[Information provided Boundary: Start]
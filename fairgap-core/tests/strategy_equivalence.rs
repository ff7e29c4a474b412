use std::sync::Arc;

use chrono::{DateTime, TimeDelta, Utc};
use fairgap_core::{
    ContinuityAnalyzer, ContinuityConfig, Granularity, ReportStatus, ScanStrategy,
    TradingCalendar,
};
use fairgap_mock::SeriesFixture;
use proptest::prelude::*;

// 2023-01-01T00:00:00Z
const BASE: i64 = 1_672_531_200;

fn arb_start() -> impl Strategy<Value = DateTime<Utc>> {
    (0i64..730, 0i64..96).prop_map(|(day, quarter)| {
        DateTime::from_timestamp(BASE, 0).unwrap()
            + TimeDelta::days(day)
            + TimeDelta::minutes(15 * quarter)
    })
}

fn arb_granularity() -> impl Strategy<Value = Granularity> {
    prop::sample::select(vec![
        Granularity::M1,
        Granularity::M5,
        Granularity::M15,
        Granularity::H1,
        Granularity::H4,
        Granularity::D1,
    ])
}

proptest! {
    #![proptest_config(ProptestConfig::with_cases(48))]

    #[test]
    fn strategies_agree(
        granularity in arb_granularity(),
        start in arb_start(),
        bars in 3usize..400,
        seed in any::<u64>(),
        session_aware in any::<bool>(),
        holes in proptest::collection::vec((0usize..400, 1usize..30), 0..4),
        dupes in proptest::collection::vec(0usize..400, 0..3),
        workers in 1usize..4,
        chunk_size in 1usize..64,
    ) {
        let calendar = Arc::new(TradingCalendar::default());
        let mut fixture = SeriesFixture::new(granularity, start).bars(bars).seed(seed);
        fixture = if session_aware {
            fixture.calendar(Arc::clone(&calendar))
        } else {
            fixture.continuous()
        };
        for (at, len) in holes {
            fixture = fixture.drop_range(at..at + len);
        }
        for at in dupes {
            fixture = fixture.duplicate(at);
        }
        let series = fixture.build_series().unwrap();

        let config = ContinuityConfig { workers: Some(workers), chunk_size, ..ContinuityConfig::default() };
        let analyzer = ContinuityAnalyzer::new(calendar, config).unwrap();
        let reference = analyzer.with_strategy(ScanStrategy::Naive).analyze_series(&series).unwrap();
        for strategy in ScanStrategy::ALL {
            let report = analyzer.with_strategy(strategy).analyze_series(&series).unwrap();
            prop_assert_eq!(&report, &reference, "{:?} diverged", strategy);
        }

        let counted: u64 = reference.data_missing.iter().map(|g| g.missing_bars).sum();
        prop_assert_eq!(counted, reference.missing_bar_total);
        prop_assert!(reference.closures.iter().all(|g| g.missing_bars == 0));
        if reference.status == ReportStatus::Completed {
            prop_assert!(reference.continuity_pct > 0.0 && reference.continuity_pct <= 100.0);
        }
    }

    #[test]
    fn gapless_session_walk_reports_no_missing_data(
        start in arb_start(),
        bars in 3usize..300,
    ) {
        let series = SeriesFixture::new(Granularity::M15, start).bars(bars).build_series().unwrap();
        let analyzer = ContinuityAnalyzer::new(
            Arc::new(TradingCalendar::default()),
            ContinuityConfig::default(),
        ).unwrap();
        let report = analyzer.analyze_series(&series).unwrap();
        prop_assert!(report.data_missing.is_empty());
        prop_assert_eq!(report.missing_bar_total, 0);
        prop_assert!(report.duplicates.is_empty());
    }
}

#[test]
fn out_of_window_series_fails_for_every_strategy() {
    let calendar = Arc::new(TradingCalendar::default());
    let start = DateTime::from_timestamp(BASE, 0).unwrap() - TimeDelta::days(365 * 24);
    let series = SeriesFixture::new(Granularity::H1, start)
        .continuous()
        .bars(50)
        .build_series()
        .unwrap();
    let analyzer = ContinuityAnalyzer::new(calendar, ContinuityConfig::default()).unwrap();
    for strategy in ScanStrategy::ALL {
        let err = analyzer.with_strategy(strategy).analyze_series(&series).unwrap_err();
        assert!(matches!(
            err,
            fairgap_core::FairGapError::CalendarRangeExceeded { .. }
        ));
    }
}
[Information provided Boundary: End]
Assigned task:
Could you copy every line from the records that has "days" in it?

Reply to the exercise:
            + TimeDelta::days(day)
    let start = DateTime::from_timestamp(BASE, 0).unwrap() - TimeDelta::days(365 * 24);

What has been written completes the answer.